Tanaman Produk Rekayasa Genetik di Indonesia menimbulkan pro dan kontra pada masyarakat. Masyarakat yang pro terhadap Produk Rekayasa Genetik (PRG) meyakini bahwa dengan melakukan modifikasi genetika pada tanaman memungkinkan petani untuk tetap mendapatkan hasil panen di tengah kondisi alam yang tidak menentu, seperti cuaca ekstrem, serangan hama dan gulma. Bahkan rekayasa genetika disebut-sebut bisa jadi solusi untuk mengatasi krisis pangan global. Sedangkan untuk kelompok yang kontra meyakini bahwa Produk Rekayasa Genetik (PRG) menimbulkan kerusakan pada keseimbangan ekosistem alam dan tidak baik digunakan untuk kesehatan. Oleh karena itu, bagaimana perkembangan Tanaman Produk Rekayasa Genetik di Indonesia setelah menimbulkan pro dan kontra tersebut ?

1 Like

Tanaman transgenik merupakan tanaman hasil rekayasa dimana diintroduksi seutas DNA dari organisme lain pada genom tanaman tersebut. Adanya tanaman transgenik atau tanaman hasil rekayasa genetika dan produknya telah memicu reaksi masyarakat yang kontroversial. Hal tersebut karena produk rekayasa genetika merupakan hasil teknologi baru yang belum teruji sebelumya seperti teknologi konvensional. Kekhawatiran dampak negatif produk tanaman transgenik telah memicu beberapa negara untuk membuat, mengesahkan, dan menerapkan peraturan-peraturan yang menjamin pemanfaatan hasil bioteknologi modern ini agar tidak membahayakan konsumen dan tidak merusak keanekaragaman hayati. Keberadaan undang-undang untuk pelabelan produk hasil rekayasa genetika (Genetically Modified Organism atau GMO) memerlukan metode untuk mendeteksi keberadaan GMO dalam suatu produk pangan atau pakan yang berasal dari tanaman transgenik. Berbagai negara telah mengembangkan metodenya masing-masing dan kemudian menjadikannya semacam pedoman nasional, hal tersebut dilakukan karena belum adanya standar internasional mengenai metode GMO.

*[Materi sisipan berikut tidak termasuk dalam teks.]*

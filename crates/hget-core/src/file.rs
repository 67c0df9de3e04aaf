//! Local-file getter for `file://` locators.

use crate::error::GetterError;
use crate::getter::{Buffer, Getter};
use crate::options::{apply_options, GetterOption, Options};
use url::Url;

/// Reads a local file into memory. Transport options are accepted and ignored.
#[derive(Debug, Default)]
pub struct FileGetter {
    opts: Options,
}

impl FileGetter {
    pub fn new(options: &[GetterOption]) -> Result<Self, GetterError> {
        Ok(Self {
            opts: apply_options(&Options::default(), options)?,
        })
    }

    pub fn provide(options: &[GetterOption]) -> Result<Box<dyn Getter>, GetterError> {
        Ok(Box::new(FileGetter::new(options)?))
    }
}

impl Getter for FileGetter {
    fn get(&self, href: &str, options: &[GetterOption]) -> Result<Buffer, GetterError> {
        let opts = apply_options(&self.opts, options)?;
        let raw = if href.is_empty() { opts.locator() } else { href };
        let url = Url::parse(raw).map_err(|e| GetterError::configuration(raw, e.to_string()))?;
        if url.scheme() != "file" {
            return Err(GetterError::configuration(raw, "not a file:// locator"));
        }
        let path = url
            .to_file_path()
            .map_err(|()| GetterError::configuration(raw, "locator has no local path"))?;
        let data = std::fs::read(&path).map_err(|e| {
            GetterError::configuration(raw, format!("cannot read {}: {}", path.display(), e))
        })?;
        tracing::debug!("read {} bytes from {}", data.len(), path.display());
        Ok(Buffer::new(data))
    }
}
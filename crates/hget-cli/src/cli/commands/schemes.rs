//! `hget schemes` – list registered schemes.

use anyhow::Result;
use hget_core::Providers;

pub fn run_schemes(providers: &Providers) -> Result<()> {
    for scheme in providers.schemes() {
        println!("{scheme}");
    }
    Ok(())
}
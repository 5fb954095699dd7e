//! # recorder-core
//!
//! Platform-agnostic core of the recording studio.
//!
//! Lists capture devices, owns the live capture stream, records it into a
//! single blob and keeps finished recordings in a local store. Platform
//! backends implement `MediaDevices` (enumeration, capture, recorder
//! creation) and plug into the generic components here.
//!
//! ## Architecture
//!
//! ```text
//! recorder-core (this crate)
//! ├── traits/    ← MediaDevices, MediaTrack, RecorderBackend, StudioDelegate,
//! │                BlobEncryptor
//! ├── models/    ← RecorderError, CaptureState, DeviceDescriptor,
//! │                StreamConstraints, Recording, configs
//! ├── devices/   ← DeviceCatalog
//! ├── session/   ← StreamSession, Studio (workflow orchestrator)
//! ├── capture/   ← Recorder, ChunkCollector, mime negotiation
//! └── storage/   ← RecordingStore, index, blob files, AES-GCM encryptor, export
//! ```

pub mod capture;
pub mod devices;
pub mod models;
pub mod session;
pub mod storage;
pub mod traits;

// Re-export key types at crate root for convenience.
pub use capture::collector::ChunkCollector;
pub use capture::recorder::{create_recorder, negotiate_mime_type, PendingRecording, Recorder};
pub use devices::catalog::DeviceCatalog;
pub use models::config::{RecorderConfiguration, StoreConfiguration};
pub use models::constraints::{
    AudioConstraints, DisplayConstraints, StreamConstraints, VideoConstraints,
};
pub use models::device::{DeviceDescriptor, DeviceKind, DeviceListing, DeviceSelection};
pub use models::error::RecorderError;
pub use models::media::{LiveStream, MediaBlob, MediaChunk, MediaSupport, GENERIC_CONTAINER_MIME};
pub use models::recording::{Recording, RecordingId, RecordingMetadata};
pub use models::state::CaptureState;
pub use session::stream::{release_stream, SelectionOutcome, StreamSession};
pub use session::studio::Studio;
pub use storage::aes::AesGcmBlobEncryptor;
pub use storage::export::export_recording;
pub use storage::store::RecordingStore;
pub use traits::delegate::StudioDelegate;
pub use traits::encryptor::BlobEncryptor;
pub use traits::media_devices::MediaDevices;
pub use traits::media_track::{MediaTrack, TrackKind};
pub use traits::recorder_backend::{RecorderBackend, RecorderEvent, RecorderEventCallback};
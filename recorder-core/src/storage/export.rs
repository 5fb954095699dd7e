use std::fs;
use std::path::{Path, PathBuf};

use crate::models::recording::Recording;

/// Final path component of `filename`, or `"recording"` if none remains.
pub fn sanitize_filename(filename: &str) -> String {
    let name = filename
        .rsplit(['/', '\\'])
        .next()
        .unwrap_or_default()
        .trim();
    if name.is_empty() || name == "." || name == ".." {
        "recording".to_string()
    } else {
        name.to_string()
    }
}

/// Target path a download of `recording` into `directory` would use.
pub fn export_path(recording: &Recording, directory: &Path) -> PathBuf {
    directory.join(sanitize_filename(recording.filename()))
}

/// Save a recording's blob under its filename in `directory`.
///
/// Fire-and-forget: the caller gets no completion signal, failures are only
/// logged.
pub fn export_recording(recording: &Recording, directory: &Path) {
    let path = export_path(recording, directory);
    let result =
        fs::create_dir_all(directory).and_then(|_| fs::write(&path, recording.blob.data()));
    match result {
        Ok(()) => log::info!("Exported recording {} to {}", recording.id(), path.display()),
        Err(e) => log::error!(
            "Failed to export recording {} to {}: {}",
            recording.id(),
            path.display(),
            e
        ),
    }
}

Tanaman transgenik yang telah mendapatkan izin untuk ditanam di Indonesia adalah kapas Bt (Bollgard) untuk tujuh kabupaten di Sulawesi Selatan pada tahun 2001. Secara tidak langsung, beberapa produk tanaman transgenik juga telah beredar di Indonesia untuk memenuhi kebutuhan pangan dan pakan. Indonesia mengimpor sebagian besar kedelai dan jagung yang berasal dari negara utama penanama tanaman transgenik di dunia, yaitu USA dan Argentina. Indonesia telah mempunyai beberapa peraturan yang mengatur pemanfaatan tanaman transgenik seperti Undang-Undang tentang Pangan No. 7 Tahun 1996 dan Peraturan Pemerintah No. 21 Tahun 2005. Pada tahun 1999, Indonesia telah mengeluarkan peraturan mengenai pelabelan produk GMO melalui Peraturan Pemerintah 69 Tahun 1999. Peraturan mengenai produk rekayasa genetika juga telah dikeluarkan melalui Pertauran Pemerintah No. 28 Tahun 2004.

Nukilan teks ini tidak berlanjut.